## BRIEF
Scan the entries below for the word "ProcfsSampler" and copy every line in which it occurs.

## Collected data entries
_ _ _ _ _ _ _
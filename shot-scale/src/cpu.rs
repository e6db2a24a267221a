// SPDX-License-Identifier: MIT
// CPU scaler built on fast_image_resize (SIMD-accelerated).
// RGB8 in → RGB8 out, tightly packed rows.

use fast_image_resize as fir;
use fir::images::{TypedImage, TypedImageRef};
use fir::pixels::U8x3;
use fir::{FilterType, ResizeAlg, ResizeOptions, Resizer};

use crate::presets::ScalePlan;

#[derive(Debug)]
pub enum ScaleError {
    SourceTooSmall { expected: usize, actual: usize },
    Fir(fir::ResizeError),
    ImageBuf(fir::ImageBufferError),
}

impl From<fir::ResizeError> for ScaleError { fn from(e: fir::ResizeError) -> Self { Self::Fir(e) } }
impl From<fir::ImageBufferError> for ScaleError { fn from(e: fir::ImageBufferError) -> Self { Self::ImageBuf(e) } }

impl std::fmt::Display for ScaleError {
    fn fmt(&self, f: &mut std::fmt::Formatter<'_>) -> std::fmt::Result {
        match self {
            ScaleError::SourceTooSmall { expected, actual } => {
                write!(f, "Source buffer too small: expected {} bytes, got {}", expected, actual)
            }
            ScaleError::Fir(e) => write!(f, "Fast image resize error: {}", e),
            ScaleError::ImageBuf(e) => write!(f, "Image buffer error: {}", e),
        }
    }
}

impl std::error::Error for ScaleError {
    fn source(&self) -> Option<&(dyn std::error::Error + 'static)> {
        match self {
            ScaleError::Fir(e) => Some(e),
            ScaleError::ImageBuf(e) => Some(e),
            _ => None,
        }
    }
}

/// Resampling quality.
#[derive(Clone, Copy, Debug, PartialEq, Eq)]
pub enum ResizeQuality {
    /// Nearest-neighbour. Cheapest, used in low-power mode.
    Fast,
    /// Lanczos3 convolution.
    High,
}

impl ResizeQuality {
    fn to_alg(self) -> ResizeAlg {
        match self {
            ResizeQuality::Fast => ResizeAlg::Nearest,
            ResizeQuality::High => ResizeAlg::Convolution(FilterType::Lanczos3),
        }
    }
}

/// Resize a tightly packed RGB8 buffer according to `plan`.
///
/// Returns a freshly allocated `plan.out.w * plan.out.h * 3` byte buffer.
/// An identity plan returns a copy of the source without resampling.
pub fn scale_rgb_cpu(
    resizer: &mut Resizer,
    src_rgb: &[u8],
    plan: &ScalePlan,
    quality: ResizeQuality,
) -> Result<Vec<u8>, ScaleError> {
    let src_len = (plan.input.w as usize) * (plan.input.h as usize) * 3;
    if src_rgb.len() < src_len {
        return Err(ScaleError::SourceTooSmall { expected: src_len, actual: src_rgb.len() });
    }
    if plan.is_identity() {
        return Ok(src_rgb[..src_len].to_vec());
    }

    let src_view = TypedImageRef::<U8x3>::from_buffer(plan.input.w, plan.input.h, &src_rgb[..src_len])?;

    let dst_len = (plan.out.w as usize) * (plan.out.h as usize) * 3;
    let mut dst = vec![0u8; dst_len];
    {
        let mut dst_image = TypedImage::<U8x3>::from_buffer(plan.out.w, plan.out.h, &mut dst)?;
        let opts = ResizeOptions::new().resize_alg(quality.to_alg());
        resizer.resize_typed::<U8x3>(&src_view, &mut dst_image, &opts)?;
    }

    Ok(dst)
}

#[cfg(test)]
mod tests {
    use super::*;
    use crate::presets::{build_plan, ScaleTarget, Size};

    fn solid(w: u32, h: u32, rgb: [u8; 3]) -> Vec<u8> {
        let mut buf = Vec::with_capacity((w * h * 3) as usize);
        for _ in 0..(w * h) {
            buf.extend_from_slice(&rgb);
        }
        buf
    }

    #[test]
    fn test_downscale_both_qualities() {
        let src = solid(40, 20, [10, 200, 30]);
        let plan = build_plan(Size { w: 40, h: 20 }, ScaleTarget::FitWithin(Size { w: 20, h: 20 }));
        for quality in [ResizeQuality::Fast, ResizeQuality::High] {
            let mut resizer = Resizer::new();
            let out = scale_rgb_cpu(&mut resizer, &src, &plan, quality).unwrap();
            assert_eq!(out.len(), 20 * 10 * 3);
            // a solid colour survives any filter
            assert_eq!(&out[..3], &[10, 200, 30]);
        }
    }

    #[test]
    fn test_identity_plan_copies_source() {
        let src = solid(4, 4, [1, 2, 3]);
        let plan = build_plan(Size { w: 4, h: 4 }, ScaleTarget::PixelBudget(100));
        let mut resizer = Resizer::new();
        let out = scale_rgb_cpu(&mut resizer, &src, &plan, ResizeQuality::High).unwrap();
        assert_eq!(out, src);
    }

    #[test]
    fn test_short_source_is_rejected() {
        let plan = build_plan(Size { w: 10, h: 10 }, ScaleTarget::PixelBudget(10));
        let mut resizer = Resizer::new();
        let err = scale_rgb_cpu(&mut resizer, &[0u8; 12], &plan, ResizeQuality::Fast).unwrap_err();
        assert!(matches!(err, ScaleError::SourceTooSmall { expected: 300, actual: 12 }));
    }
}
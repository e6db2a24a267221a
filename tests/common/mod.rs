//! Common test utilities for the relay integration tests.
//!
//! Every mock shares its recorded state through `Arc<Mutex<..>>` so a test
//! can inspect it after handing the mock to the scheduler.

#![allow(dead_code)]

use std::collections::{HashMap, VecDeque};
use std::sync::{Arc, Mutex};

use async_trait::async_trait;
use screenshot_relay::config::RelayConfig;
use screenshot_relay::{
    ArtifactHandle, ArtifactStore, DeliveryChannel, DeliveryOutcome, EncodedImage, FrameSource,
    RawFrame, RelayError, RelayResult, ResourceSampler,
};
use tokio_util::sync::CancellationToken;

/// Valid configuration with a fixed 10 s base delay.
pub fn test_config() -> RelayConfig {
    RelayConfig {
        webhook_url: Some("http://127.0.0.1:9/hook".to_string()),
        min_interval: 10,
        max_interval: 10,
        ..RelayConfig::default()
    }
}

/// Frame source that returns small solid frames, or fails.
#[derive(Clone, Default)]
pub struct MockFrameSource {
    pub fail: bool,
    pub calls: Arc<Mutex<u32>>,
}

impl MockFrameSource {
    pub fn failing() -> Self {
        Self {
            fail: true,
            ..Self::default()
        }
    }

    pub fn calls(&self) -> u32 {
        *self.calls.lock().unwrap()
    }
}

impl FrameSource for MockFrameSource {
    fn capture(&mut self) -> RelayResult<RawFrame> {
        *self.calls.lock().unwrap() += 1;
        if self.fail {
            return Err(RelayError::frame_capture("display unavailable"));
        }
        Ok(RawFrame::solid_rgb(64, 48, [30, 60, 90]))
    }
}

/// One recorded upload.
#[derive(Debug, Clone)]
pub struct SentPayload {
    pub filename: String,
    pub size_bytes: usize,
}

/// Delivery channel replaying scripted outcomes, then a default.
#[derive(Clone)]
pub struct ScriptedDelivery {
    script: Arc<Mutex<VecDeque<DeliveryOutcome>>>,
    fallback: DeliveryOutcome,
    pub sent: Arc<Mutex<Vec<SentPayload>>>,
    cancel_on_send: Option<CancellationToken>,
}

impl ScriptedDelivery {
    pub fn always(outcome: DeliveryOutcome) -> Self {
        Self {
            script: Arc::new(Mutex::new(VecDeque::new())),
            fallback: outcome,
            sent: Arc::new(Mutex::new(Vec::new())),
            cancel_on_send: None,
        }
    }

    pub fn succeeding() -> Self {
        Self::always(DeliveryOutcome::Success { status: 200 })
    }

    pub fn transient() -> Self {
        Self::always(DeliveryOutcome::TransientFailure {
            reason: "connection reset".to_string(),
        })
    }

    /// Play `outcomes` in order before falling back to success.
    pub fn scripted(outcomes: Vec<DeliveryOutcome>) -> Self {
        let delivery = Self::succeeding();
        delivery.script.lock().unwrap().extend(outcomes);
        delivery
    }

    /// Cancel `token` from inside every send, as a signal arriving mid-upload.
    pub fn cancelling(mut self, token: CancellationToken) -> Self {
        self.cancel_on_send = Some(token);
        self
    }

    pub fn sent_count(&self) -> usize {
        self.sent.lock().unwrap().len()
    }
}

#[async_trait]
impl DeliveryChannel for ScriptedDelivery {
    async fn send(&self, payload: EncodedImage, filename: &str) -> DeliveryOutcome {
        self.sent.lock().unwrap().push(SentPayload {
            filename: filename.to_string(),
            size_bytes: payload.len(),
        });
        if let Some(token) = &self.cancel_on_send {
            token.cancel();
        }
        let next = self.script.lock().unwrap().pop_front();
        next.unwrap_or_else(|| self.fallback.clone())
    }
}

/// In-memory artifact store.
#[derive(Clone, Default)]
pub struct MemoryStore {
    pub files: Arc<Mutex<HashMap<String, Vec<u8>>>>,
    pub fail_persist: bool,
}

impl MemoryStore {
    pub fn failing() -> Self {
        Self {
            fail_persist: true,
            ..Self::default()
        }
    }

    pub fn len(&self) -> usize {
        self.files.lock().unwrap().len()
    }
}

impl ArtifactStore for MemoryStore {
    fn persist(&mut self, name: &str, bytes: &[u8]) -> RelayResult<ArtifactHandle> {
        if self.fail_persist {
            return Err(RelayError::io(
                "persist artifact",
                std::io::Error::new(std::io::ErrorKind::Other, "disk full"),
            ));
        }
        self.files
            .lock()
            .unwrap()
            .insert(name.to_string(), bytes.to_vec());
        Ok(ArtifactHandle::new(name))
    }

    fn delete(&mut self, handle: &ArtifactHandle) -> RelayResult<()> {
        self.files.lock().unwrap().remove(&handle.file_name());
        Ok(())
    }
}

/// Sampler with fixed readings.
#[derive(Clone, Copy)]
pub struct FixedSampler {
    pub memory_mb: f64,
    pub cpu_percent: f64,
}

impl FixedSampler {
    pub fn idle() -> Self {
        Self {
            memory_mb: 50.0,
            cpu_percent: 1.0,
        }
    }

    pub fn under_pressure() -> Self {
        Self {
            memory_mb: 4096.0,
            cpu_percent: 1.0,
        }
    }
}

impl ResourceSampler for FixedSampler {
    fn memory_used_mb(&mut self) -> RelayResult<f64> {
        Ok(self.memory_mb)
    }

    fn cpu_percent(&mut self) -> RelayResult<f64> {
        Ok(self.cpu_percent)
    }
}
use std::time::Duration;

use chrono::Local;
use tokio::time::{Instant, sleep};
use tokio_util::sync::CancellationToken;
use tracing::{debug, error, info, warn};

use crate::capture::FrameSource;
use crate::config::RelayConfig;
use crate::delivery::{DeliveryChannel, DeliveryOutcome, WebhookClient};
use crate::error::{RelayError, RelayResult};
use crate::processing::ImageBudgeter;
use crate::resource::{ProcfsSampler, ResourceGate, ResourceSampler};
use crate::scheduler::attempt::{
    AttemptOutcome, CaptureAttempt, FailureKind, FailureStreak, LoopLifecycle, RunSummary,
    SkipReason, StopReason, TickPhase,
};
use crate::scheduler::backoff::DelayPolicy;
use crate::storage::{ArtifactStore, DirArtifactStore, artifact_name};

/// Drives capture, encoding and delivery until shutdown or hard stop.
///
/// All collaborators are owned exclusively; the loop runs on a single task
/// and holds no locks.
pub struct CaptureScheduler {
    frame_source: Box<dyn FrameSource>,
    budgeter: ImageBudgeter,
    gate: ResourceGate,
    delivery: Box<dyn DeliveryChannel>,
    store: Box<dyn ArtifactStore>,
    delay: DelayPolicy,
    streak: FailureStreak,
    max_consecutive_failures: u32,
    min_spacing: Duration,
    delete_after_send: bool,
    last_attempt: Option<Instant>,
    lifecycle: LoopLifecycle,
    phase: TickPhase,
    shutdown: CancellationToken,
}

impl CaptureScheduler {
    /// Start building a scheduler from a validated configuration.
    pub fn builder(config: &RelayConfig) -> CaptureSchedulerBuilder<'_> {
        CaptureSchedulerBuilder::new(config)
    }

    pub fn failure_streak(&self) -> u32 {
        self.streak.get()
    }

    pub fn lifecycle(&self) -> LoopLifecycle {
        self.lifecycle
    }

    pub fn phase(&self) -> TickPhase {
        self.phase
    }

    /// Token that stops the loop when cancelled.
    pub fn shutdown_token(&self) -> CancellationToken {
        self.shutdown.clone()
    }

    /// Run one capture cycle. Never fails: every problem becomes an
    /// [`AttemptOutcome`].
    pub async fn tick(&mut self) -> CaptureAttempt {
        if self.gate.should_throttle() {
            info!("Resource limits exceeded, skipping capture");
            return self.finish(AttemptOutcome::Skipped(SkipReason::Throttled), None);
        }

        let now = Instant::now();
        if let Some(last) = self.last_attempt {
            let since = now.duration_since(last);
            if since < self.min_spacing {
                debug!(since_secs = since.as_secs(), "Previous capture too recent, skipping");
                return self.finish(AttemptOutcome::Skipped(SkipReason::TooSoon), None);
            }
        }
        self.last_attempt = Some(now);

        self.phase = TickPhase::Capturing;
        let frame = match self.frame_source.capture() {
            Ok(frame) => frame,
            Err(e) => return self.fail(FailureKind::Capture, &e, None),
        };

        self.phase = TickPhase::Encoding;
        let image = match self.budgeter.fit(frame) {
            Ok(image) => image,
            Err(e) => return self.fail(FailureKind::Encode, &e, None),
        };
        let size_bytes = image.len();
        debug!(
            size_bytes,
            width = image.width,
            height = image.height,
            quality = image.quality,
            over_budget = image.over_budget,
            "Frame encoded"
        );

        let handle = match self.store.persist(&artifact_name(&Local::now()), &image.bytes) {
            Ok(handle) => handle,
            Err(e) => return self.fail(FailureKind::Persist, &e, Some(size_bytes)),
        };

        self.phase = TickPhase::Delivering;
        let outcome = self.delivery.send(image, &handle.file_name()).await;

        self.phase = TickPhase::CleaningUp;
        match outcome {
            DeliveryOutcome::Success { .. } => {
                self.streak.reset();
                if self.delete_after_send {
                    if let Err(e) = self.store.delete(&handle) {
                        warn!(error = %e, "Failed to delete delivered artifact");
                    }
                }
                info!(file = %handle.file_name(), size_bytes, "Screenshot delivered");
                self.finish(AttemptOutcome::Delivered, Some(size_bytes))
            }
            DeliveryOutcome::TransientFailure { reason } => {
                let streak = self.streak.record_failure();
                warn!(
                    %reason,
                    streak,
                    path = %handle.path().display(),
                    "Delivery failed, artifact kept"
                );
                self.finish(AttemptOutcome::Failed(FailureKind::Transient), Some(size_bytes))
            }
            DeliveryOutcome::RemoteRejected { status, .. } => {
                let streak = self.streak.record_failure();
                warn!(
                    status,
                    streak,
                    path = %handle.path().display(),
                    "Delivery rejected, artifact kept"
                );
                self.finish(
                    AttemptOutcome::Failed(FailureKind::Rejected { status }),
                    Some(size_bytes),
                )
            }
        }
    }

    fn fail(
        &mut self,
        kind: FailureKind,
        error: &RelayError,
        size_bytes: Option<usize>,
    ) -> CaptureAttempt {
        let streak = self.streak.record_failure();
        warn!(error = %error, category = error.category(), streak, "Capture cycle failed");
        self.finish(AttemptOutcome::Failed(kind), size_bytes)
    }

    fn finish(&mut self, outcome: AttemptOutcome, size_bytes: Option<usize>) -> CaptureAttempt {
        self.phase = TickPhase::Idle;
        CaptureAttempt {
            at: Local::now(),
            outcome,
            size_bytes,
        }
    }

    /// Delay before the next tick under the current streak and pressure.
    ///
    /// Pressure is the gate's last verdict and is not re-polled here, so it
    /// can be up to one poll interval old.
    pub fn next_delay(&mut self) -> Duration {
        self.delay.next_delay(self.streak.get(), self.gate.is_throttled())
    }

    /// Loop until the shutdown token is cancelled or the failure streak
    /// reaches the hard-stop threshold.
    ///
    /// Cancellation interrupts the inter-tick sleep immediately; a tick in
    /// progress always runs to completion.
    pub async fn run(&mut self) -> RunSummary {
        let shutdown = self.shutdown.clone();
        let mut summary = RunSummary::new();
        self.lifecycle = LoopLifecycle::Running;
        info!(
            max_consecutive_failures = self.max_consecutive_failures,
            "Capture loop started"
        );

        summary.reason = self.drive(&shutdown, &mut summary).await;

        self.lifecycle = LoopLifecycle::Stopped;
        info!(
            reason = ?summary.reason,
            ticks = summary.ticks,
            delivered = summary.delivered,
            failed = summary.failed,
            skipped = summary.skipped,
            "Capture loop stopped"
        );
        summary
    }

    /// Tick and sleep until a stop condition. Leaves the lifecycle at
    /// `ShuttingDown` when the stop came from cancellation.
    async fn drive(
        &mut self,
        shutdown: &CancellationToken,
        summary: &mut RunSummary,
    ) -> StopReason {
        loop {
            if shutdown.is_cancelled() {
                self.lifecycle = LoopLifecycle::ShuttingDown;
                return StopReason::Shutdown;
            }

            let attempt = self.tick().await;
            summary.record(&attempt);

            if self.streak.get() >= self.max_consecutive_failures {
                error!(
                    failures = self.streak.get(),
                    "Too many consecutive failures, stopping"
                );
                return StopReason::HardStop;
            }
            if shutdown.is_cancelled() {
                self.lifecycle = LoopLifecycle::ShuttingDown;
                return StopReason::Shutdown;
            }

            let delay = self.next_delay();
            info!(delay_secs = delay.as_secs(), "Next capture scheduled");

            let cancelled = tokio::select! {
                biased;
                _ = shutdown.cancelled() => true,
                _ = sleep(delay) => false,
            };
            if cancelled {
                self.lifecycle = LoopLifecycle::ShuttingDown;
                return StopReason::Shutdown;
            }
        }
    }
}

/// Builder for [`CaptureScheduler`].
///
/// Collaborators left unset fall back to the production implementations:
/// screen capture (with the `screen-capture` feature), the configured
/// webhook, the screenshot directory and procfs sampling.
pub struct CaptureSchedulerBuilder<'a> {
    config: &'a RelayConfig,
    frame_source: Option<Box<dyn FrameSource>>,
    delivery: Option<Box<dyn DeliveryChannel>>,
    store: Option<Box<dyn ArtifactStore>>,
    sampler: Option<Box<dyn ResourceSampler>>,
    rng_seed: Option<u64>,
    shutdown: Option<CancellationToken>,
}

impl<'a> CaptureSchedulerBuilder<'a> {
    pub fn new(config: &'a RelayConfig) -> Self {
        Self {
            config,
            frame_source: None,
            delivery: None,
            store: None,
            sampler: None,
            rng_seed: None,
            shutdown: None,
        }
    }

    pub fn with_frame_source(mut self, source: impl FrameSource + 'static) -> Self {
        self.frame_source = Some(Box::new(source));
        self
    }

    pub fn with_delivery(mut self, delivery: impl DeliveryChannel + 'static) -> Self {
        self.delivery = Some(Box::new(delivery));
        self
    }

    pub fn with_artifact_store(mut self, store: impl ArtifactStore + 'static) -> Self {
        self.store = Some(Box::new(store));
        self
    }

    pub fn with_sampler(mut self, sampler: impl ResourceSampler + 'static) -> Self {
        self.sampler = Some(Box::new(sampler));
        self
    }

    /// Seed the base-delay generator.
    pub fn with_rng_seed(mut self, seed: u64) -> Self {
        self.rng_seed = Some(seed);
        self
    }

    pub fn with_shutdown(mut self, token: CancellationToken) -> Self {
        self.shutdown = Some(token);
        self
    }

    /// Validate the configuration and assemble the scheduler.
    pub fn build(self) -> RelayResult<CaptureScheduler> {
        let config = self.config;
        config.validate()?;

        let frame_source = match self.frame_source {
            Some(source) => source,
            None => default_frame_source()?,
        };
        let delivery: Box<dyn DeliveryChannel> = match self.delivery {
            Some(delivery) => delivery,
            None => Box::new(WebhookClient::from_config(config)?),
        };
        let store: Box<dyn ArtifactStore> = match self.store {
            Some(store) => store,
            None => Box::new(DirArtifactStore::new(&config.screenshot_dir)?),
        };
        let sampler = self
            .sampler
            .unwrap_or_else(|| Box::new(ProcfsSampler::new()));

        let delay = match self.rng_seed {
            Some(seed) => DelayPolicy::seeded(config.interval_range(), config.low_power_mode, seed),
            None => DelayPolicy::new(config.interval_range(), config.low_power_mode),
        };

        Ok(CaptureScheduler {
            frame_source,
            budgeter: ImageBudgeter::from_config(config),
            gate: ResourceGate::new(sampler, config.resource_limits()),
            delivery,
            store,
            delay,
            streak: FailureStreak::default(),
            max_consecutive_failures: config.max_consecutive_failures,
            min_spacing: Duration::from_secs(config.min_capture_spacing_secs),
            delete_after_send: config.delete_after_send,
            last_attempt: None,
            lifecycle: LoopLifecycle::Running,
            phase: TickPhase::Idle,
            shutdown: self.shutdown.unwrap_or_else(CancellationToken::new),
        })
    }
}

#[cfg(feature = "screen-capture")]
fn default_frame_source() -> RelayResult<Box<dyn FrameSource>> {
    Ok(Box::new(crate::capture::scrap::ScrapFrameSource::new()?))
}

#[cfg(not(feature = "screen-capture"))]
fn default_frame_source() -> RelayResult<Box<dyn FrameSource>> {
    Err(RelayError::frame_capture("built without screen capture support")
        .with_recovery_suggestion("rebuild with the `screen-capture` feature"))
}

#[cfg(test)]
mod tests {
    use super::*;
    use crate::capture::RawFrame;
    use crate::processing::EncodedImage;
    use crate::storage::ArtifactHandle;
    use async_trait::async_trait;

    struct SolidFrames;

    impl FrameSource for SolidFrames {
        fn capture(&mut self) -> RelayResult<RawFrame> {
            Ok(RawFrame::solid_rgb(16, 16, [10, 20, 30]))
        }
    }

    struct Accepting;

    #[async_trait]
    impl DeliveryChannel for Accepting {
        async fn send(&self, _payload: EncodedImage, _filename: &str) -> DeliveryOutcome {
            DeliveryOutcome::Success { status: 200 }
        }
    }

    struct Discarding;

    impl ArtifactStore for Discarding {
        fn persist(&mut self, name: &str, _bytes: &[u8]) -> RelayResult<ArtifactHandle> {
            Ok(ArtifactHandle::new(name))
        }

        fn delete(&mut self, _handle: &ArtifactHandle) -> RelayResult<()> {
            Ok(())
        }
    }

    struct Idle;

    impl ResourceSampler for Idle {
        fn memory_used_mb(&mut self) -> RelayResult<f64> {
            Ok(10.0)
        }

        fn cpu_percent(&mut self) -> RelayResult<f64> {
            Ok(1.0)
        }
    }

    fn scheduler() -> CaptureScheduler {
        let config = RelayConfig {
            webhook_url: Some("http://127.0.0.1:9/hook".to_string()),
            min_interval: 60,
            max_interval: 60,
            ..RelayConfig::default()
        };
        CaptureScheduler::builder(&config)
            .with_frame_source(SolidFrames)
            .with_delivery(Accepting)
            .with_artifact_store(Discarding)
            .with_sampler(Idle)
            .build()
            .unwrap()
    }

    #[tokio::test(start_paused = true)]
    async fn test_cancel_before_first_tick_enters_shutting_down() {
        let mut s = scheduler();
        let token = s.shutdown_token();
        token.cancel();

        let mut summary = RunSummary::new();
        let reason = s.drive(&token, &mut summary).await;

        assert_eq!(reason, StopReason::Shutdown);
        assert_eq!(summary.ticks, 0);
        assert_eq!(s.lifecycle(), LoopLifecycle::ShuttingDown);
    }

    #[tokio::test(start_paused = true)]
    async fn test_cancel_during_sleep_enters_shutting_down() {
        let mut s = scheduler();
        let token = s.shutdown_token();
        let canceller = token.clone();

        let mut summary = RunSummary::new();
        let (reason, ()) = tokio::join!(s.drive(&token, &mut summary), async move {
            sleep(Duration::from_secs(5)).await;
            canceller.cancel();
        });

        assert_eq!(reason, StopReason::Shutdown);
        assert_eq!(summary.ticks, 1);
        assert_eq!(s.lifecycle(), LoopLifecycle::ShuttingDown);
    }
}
_ _ _ _ _ _ _
## WRITTEN RESPONSE
use crate::resource::{ProcfsSampler, ResourceGate, ResourceSampler};
            .unwrap_or_else(|| Box::new(ProcfsSampler::new()));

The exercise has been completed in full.